About this task: Provide again, from the entries below, every line from the one containing "for the same" through the one containing "pub fn matches(&self, event: &Event)", exactly as written, and no other line.

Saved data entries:
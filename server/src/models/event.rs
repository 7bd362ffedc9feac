use chrono::{DateTime, Utc};
use rust_decimal::Decimal;
use serde::{Deserialize, Serialize};
use sqlx::FromRow;
use uuid::Uuid;

#[derive(Debug, Clone, PartialEq, Serialize, Deserialize, FromRow)]
pub struct Event {
    pub id: Uuid,
    pub title: String,
    pub description: Option<String>,
    pub start_at: DateTime<Utc>,
    pub price: Decimal,
    /// Total allocation. Sold tickets are never subtracted from this column.
    pub available_tickets: i32,
    pub address: String,
    pub image_path: Option<String>,
    pub category_id: i32,
    pub organizer_id: Option<Uuid>,
    pub created_at: DateTime<Utc>,
    pub updated_at: DateTime<Utc>,
}

/// Fields an organizer or admin may set when creating or editing an event.
#[derive(Debug, Clone, Deserialize)]
pub struct EventInput {
    pub title: String,
    pub description: Option<String>,
    pub start_at: DateTime<Utc>,
    pub price: Decimal,
    pub available_tickets: i32,
    pub address: String,
    pub image_path: Option<String>,
    pub category_id: i32,
    /// Only honoured for admin callers on create.
    #[serde(default)]
    pub organizer_id: Option<Uuid>,
}

impl Event {
    pub fn from_input(input: EventInput, organizer_id: Option<Uuid>, now: DateTime<Utc>) -> Self {
        Self {
            id: Uuid::new_v4(),
            title: input.title.trim().to_string(),
            description: input.description,
            start_at: input.start_at,
            price: input.price,
            available_tickets: input.available_tickets,
            address: input.address.trim().to_string(),
            image_path: input.image_path,
            category_id: input.category_id,
            organizer_id,
            created_at: now,
            updated_at: now,
        }
    }

    /// Applies an edit while keeping identity, owner and creation time.
    pub fn apply(&mut self, input: EventInput, now: DateTime<Utc>) {
        self.title = input.title.trim().to_string();
        self.description = input.description;
        self.start_at = input.start_at;
        self.price = input.price;
        self.available_tickets = input.available_tickets;
        self.address = input.address.trim().to_string();
        self.image_path = input.image_path;
        self.category_id = input.category_id;
        self.updated_at = now;
    }
}

/// Read model handed to listings, search results and detail views.
#[derive(Debug, Clone, PartialEq, Serialize)]
pub struct EventSummary {
    #[serde(flatten)]
    pub event: Event,
    pub tickets_sold: i64,
    pub remaining_tickets: i64,
}
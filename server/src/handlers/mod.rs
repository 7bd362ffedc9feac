use axum::response::Response;
use serde::Serialize;

use crate::utils::response::success;

pub mod caller;
pub mod events;
pub mod purchases;
pub mod search;

#[derive(Serialize)]
struct HealthPayload {
    status: &'static str,
    service: &'static str,
}

pub async fn health_check() -> Response {
    let payload = HealthPayload {
        status: "ok",
        service: "ticketing-api",
    };

    success(payload, "Health check successful")
}
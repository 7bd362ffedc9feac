//! Durable storage for the catalog and purchases.
//!
//! Every implementation must make [`TicketStore::commit_purchase`] a single
//! serialization unit per event: the committed-quantity sum it reads and the
//! purchase it inserts cannot interleave with another commit for the same
//! event. Commits for different events are free to run in parallel.

use chrono::{DateTime, Utc};
use std::future::Future;
use uuid::Uuid;

use crate::models::{Category, CommitOutcome, Event, EventSummary, Purchase, PurchaseDraft};
use crate::utils::error::AppError;

pub mod memory;
pub mod postgres;

pub use memory::InMemoryTicketStore;
pub use postgres::PgTicketStore;

/// The parts of a search that storage evaluates before inventory is known.
#[derive(Debug, Clone, Default, PartialEq)]
pub struct EventFilter {
    /// Lower-cased, trimmed, non-empty.
    pub text: Option<String>,
    pub category_id: Option<i32>,
    pub starts_from: Option<DateTime<Utc>>,
    pub starts_until: Option<DateTime<Utc>>,
}

impl EventFilter {
    pub fn matches(&self, event: &Event) -> bool {
        if let Some(text) = &self.text {
            let in_title = event.title.to_lowercase().contains(text.as_str());
            let in_description = event
                .description
                .as_deref()
                .map(|d| d.to_lowercase().contains(text.as_str()))
                .unwrap_or(false);
            if !in_title && !in_description {
                return false;
            }
        }
        if let Some(category_id) = self.category_id {
            if event.category_id != category_id {
                return false;
            }
        }
        if let Some(from) = self.starts_from {
            if event.start_at < from {
                return false;
            }
        }
        if let Some(until) = self.starts_until {
            if event.start_at > until {
                return false;
            }
        }
        true
    }
}

#[derive(Debug, Clone, Copy, PartialEq, Eq)]
pub enum DeleteOutcome {
    Deleted,
    NotFound,
    HasPurchases(i64),
}

pub trait TicketStore: Send + Sync + 'static {
    fn list_categories(&self) -> impl Future<Output = Result<Vec<Category>, AppError>> + Send;

    fn category_exists(&self, id: i32) -> impl Future<Output = Result<bool, AppError>> + Send;

    fn find_event(&self, id: Uuid) -> impl Future<Output = Result<Option<Event>, AppError>> + Send;

    fn event_summary(
        &self,
        id: Uuid,
    ) -> impl Future<Output = Result<Option<EventSummary>, AppError>> + Send;

    /// Events matching `filter` with their sold counts, in no particular order.
    fn find_event_summaries(
        &self,
        filter: &EventFilter,
    ) -> impl Future<Output = Result<Vec<EventSummary>, AppError>> + Send;

    fn insert_event(&self, event: &Event) -> impl Future<Output = Result<(), AppError>> + Send;

    fn update_event(&self, event: &Event) -> impl Future<Output = Result<bool, AppError>> + Send;

    /// Deletes the event only when no purchase references it.
    fn delete_event(&self, id: Uuid) -> impl Future<Output = Result<DeleteOutcome, AppError>> + Send;

    /// Atomic check-and-insert against the event's remaining tickets.
    fn commit_purchase(
        &self,
        draft: PurchaseDraft,
        now: DateTime<Utc>,
    ) -> impl Future<Output = Result<CommitOutcome, AppError>> + Send;

    fn find_purchase(
        &self,
        id: Uuid,
    ) -> impl Future<Output = Result<Option<Purchase>, AppError>> + Send;

    fn set_rating(
        &self,
        id: Uuid,
        rating: i16,
    ) -> impl Future<Output = Result<Option<Purchase>, AppError>> + Send;

    /// Newest first.
    fn purchases_for_attendee(
        &self,
        attendee_id: Uuid,
    ) -> impl Future<Output = Result<Vec<Purchase>, AppError>> + Send;

    /// Newest first.
    fn list_purchases(&self) -> impl Future<Output = Result<Vec<Purchase>, AppError>> + Send;
}

/// Backend chosen at startup from configuration.
#[derive(Clone)]
pub enum AnyStore {
    Postgres(PgTicketStore),
    Memory(InMemoryTicketStore),
}

macro_rules! dispatch {
    ($self:ident, $store:ident => $call:expr) => {
        match $self {
            AnyStore::Postgres($store) => $call.await,
            AnyStore::Memory($store) => $call.await,
        }
    };
}

impl TicketStore for AnyStore {
    async fn list_categories(&self) -> Result<Vec<Category>, AppError> {
        dispatch!(self, store => store.list_categories())
    }

    async fn category_exists(&self, id: i32) -> Result<bool, AppError> {
        dispatch!(self, store => store.category_exists(id))
    }

    async fn find_event(&self, id: Uuid) -> Result<Option<Event>, AppError> {
        dispatch!(self, store => store.find_event(id))
    }

    async fn event_summary(&self, id: Uuid) -> Result<Option<EventSummary>, AppError> {
        dispatch!(self, store => store.event_summary(id))
    }

    async fn find_event_summaries(
        &self,
        filter: &EventFilter,
    ) -> Result<Vec<EventSummary>, AppError> {
        dispatch!(self, store => store.find_event_summaries(filter))
    }

    async fn insert_event(&self, event: &Event) -> Result<(), AppError> {
        dispatch!(self, store => store.insert_event(event))
    }

    async fn update_event(&self, event: &Event) -> Result<bool, AppError> {
        dispatch!(self, store => store.update_event(event))
    }

    async fn delete_event(&self, id: Uuid) -> Result<DeleteOutcome, AppError> {
        dispatch!(self, store => store.delete_event(id))
    }

    async fn commit_purchase(
        &self,
        draft: PurchaseDraft,
        now: DateTime<Utc>,
    ) -> Result<CommitOutcome, AppError> {
        dispatch!(self, store => store.commit_purchase(draft, now))
    }

    async fn find_purchase(&self, id: Uuid) -> Result<Option<Purchase>, AppError> {
        dispatch!(self, store => store.find_purchase(id))
    }

    async fn set_rating(&self, id: Uuid, rating: i16) -> Result<Option<Purchase>, AppError> {
        dispatch!(self, store => store.set_rating(id, rating))
    }

    async fn purchases_for_attendee(&self, attendee_id: Uuid) -> Result<Vec<Purchase>, AppError> {
        dispatch!(self, store => store.purchases_for_attendee(attendee_id))
    }

    async fn list_purchases(&self) -> Result<Vec<Purchase>, AppError> {
        dispatch!(self, store => store.list_purchases())
    }
}
pub mod category;
pub mod event;
pub mod purchase;
pub mod user;

pub use category::Category;
pub use event::{Event, EventInput, EventSummary};
pub use purchase::{CommitOutcome, Purchase, PurchaseDetails, PurchaseDraft};
pub use user::{Caller, Identity, Role};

Result for this task:
//! purchase it inserts cannot interleave with another commit for the same
//! event. Commits for different events are free to run in parallel.

use chrono::{DateTime, Utc};
use std::future::Future;
use uuid::Uuid;

use crate::models::{Category, CommitOutcome, Event, EventSummary, Purchase, PurchaseDraft};
use crate::utils::error::AppError;

pub mod memory;
pub mod postgres;

pub use memory::InMemoryTicketStore;
pub use postgres::PgTicketStore;

/// The parts of a search that storage evaluates before inventory is known.
#[derive(Debug, Clone, Default, PartialEq)]
pub struct EventFilter {
    /// Lower-cased, trimmed, non-empty.
    pub text: Option<String>,
    pub category_id: Option<i32>,
    pub starts_from: Option<DateTime<Utc>>,
    pub starts_until: Option<DateTime<Utc>>,
}

impl EventFilter {
    pub fn matches(&self, event: &Event) -> bool {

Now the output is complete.